Though production is the key to prosperity, redistribution is the economic logic of modern regimes. Whether in Russia, Asia, Europe, or increasingly in America, government itself or association with it is the likeliest path to plenteous, pleasant living. It matters less whether the government owns businesses, as in Cuba; mandates detailed operations, as in Europe; or permits economic activity as a privilege, as in China. The rulers’ degree of discretion is key. Modern regimes determine prices, and it matters less whether it is by taxes, by regulations, by management of trade, or by manipulating credit and the value of money. Economic modernity—as it exists, for example, in the European Union—consists less of high tax rates than of exquisitely detailed choices of the categories and even the individuals who benefit, and at whose expense. By subsidies or rules, modern regimes make valuable things that would be worthless, and vice versa. Because regimes can make you a hot commodity, bankrupt you, or save you from bankruptcy regardless of your stupidity, the most economically profitable thing you can do, whether in Europe or Argentina, or China or Chicago, is to worry less about producing than about building a profitable relationship with the regime. Because exchanging economic privilege for political support is the essence of modern government, access to economic opportunities and enjoyment of the fruits of one’s labor depends increasingly on what part you play in holding up the regime.

Economic life in America has become inexorably more modern as more and more people at the top, bottom, and even the middle of society have found it increasingly normal to stake their prosperity on the state.
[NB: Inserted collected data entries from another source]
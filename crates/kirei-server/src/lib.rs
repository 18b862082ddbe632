//! Kirei Server
//!
//! HTTP surface over the retrieval-augmented chat agent: one-shot and
//! streamed chat turns plus a health probe.

use std::net::SocketAddr;
use std::sync::Arc;

use axum::{http::Method, routing::get, Json, Router};
use tower_http::{
    cors::{Any, CorsLayer},
    trace::TraceLayer,
};

use kirei_core::agent::{AgentRunner, AnthropicClient, ToolLoopAgent};
use kirei_core::embeddings::{Embedder, GeminiEmbedder};
use kirei_core::knowledge::{KnowledgeStore, SqliteKnowledgeStore};
use kirei_core::retrieval::{KnowledgeSearchTool, Retriever};
use kirei_core::stream::StreamCoordinator;
use kirei_core::tools::ToolRegistry;
use kirei_core::KireiConfig;

mod error;
pub mod ingest;
mod routes;
mod types;

pub use error::{ApiError, AppError};
pub use routes::X_THREAD_ID;
pub use types::{ChatRequest, ChatResponse, HealthResponse};

/// Shared application state.
#[derive(Clone)]
pub struct AppState {
    /// Agent answering chat turns
    pub agent: Arc<dyn AgentRunner>,
    /// Starts streamed sessions against `agent`
    pub coordinator: StreamCoordinator,
}

impl AppState {
    pub fn new(agent: Arc<dyn AgentRunner>) -> Self {
        Self {
            coordinator: StreamCoordinator::new(agent.clone()),
            agent,
        }
    }
}

/// Process-scoped collaborators built once at startup
pub struct Services {
    pub store: Arc<dyn KnowledgeStore>,
    pub embedder: Arc<dyn Embedder>,
    pub agent: Arc<dyn AgentRunner>,
}

impl Services {
    /// Wire the knowledge store, embedder, retriever, tools and agent from config.
    pub async fn from_config(config: &KireiConfig) -> Self {
        let store: Arc<dyn KnowledgeStore> =
            Arc::new(SqliteKnowledgeStore::new(&config.db_path));

        let gemini = GeminiEmbedder::from_config(config);
        if !gemini.has_api_key() {
            tracing::warn!("GOOGLE_API_KEY is not set; knowledge search will return errors");
        }
        let embedder: Arc<dyn Embedder> = Arc::new(gemini);

        let retriever = Arc::new(
            Retriever::new(store.clone(), embedder.clone(), config.collection.clone())
                .with_top_k(config.top_k),
        );

        let tools = Arc::new(ToolRegistry::new());
        tools
            .register(Arc::new(KnowledgeSearchTool::new(retriever)))
            .await;

        let client = AnthropicClient::from_config(config);
        if !client.has_api_key() {
            tracing::warn!("ANTHROPIC_API_KEY is not set; chat turns will fail");
        }
        let agent: Arc<dyn AgentRunner> =
            Arc::new(ToolLoopAgent::new(Arc::new(client), tools));

        tracing::info!(
            collection = %config.collection,
            db = %config.db_path.display(),
            model = %config.model,
            "Services initialized"
        );

        Self {
            store,
            embedder,
            agent,
        }
    }
}

/// Build the Axum router over the given state.
pub fn build_router(state: AppState) -> Router {
    let cors = CorsLayer::new()
        .allow_origin(Any)
        .allow_methods([Method::GET, Method::POST])
        .allow_headers(Any)
        .expose_headers([X_THREAD_ID]);

    Router::new()
        .route("/health", get(health))
        .merge(routes::api_router())
        .layer(cors)
        .layer(TraceLayer::new_for_http())
        .with_state(state)
}

/// Start the Kirei server and block until shutdown.
pub async fn start_server(config: KireiConfig) -> anyhow::Result<()> {
    let addr: SocketAddr = format!("{}:{}", config.host, config.port).parse()?;
    let services = Services::from_config(&config).await;
    let app = build_router(AppState::new(services.agent));

    tracing::info!("Kirei server listening on http://{}", addr);

    let listener = tokio::net::TcpListener::bind(addr).await?;
    axum::serve(listener, app).await?;

    Ok(())
}

async fn health() -> Json<HealthResponse> {
    Json(HealthResponse {
        status: "ok".to_string(),
        version: env!("CARGO_PKG_VERSION").to_string(),
    })
}
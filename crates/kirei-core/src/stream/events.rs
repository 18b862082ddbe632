//! Client-facing execution events

use serde::{Deserialize, Serialize};
use serde_json::Value;

/// Everything a client can observe during one agent turn.
///
/// Serialized with a `type` tag; the field names are the wire protocol.
#[derive(Debug, Clone, PartialEq, Serialize, Deserialize)]
#[serde(tag = "type", rename_all = "snake_case")]
pub enum ExecutionEvent {
    /// The model asked for a tool to run
    #[serde(rename = "tool_call")]
    ToolCallRequested {
        step: String,
        tool_name: String,
        tool_input: Value,
        #[serde(rename = "tool_id")]
        tool_call_id: String,
    },
    /// A tool finished and its output went back to the model
    #[serde(rename = "tool_output")]
    ToolCallCompleted {
        step: String,
        tool_name: String,
        output: String,
        tool_call_id: String,
    },
    /// A fragment of generated text
    #[serde(rename = "llm_token")]
    GenerationToken {
        node: String,
        #[serde(rename = "token")]
        text: String,
    },
}

impl ExecutionEvent {
    /// Wire tag of the event
    pub fn kind(&self) -> &'static str {
        match self {
            ExecutionEvent::ToolCallRequested { .. } => "tool_call",
            ExecutionEvent::ToolCallCompleted { .. } => "tool_output",
            ExecutionEvent::GenerationToken { .. } => "llm_token",
        }
    }
}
Whereas by the late 1990s, even as state power over the economy was growing, there was superficial consensus that it should not, and the subsequent decade saw America’s upper socioeconomic end increasingly behaving as if it were entitled to having government cover its bets. The financial panic of 2008 became the occasion for the government authorizing itself to spend $700 billion on top of some $300 billion, and otherwise assuming responsibility for over $8 trillion in private liabilities. The point was to save from bankruptcy whatever businesses it thought worthiest. Not surprisingly, industry after industry argued that it deserved public financing. The winner of the 2008 presidential election, for his part, said that “the middle class” (itself the source and repository of the nation’s productive energies and wealth) needed to be “rescued.” Who would rescue whom? To whose profit?

The Republican administration of President George W. Bush initiated, and the administration of his Democratic successor expanded, the practice of “rebating” taxes to people who do not pay them—that is, of transferring money from those who pay taxes to those who do not. Composed of interchangeable people, they patronized the lowest strata with “compassionate” programs that they administered. In short, the regime punished the prudent and productive to patronize the imprudent.

The notion that any regime could distribute society’s wealth, pick winners and losers while abstracting from its own interests, that it would treat political supporters and opponents equally, is not worth a second thought. In sum, our regime, with the American people in tow, seemed to have accepted the premise that all are entitled to expect the government to guarantee their dreams—the very premise that led Argentina, wealthy in the 1920s, to food riots in the 1960s.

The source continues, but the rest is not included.